PROMPT
From the entries below, please output exactly the lines starting at the one containing "repository 32830acff31548f7" and ending at the one containing "of another node.", both included.

=======

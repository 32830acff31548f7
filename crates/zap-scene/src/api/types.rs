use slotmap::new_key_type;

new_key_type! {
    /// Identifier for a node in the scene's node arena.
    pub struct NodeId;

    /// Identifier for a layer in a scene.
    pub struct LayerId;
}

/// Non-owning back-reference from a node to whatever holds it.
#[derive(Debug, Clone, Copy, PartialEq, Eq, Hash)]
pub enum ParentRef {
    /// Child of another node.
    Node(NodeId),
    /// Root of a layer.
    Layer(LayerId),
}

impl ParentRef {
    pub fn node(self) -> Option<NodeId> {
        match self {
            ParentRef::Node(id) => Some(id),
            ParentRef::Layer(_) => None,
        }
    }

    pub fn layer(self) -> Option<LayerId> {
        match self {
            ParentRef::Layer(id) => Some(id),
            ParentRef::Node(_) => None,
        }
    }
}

=======

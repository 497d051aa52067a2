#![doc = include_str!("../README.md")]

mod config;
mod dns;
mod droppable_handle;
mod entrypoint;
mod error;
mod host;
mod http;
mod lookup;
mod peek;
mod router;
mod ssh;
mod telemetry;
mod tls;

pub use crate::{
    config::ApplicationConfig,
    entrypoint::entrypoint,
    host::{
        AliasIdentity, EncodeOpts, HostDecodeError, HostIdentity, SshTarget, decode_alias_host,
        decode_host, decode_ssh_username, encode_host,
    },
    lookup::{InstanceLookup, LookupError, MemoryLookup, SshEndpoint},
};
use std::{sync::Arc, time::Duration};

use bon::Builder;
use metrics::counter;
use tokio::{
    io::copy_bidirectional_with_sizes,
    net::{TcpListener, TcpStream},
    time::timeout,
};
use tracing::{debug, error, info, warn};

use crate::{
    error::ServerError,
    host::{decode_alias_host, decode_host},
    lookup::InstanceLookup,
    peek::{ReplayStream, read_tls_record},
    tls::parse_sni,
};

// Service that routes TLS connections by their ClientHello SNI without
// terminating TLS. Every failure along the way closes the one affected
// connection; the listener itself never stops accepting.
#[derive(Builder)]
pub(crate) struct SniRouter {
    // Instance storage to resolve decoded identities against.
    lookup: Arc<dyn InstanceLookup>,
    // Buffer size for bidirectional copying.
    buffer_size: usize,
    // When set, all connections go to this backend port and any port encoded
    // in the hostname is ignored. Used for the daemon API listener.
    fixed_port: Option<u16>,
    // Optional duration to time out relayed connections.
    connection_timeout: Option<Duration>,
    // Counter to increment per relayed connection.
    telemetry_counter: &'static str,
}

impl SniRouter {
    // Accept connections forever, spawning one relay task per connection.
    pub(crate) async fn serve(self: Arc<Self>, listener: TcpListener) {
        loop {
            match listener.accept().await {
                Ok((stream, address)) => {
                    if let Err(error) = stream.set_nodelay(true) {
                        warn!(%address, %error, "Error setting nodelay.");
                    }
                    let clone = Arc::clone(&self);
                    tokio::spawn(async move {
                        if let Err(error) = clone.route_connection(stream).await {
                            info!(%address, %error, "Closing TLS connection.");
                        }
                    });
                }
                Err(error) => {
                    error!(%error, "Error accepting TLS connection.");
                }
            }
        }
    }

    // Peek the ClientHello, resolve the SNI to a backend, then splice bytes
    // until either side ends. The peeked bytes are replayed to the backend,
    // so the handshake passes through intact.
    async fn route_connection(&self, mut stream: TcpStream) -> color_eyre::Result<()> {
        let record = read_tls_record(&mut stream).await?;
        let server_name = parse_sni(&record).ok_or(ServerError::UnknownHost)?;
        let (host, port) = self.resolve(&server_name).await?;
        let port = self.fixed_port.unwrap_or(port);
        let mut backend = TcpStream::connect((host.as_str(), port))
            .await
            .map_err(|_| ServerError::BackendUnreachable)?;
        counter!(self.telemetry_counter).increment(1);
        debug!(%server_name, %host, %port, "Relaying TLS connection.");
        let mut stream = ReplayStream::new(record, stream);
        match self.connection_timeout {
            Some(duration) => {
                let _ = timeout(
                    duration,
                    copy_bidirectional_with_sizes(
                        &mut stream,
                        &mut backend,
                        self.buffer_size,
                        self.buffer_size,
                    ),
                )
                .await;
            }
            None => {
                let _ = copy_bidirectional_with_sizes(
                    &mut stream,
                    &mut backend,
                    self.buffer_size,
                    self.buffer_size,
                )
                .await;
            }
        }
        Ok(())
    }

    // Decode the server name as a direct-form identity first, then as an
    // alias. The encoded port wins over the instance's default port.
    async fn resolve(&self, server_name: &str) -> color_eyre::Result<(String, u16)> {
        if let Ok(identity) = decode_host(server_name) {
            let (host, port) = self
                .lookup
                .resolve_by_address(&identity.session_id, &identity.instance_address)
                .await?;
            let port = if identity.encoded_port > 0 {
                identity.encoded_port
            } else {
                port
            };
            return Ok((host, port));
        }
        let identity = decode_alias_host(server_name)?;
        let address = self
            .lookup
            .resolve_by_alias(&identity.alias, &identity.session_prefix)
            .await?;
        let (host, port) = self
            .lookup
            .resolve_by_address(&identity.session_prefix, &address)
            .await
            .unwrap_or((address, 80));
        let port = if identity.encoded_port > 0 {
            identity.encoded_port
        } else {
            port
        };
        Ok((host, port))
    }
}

=======

SOLUTION FOR THIS EXERCISE
repository 32830acff31548f7
filename crates/zap-scene/src/api/types.rs
use slotmap::new_key_type;

new_key_type! {
    /// Identifier for a node in the scene's node arena.
    pub struct NodeId;

    /// Identifier for a layer in a scene.
    pub struct LayerId;
}

/// Non-owning back-reference from a node to whatever holds it.
#[derive(Debug, Clone, Copy, PartialEq, Eq, Hash)]
pub enum ParentRef {
    /// Child of another node.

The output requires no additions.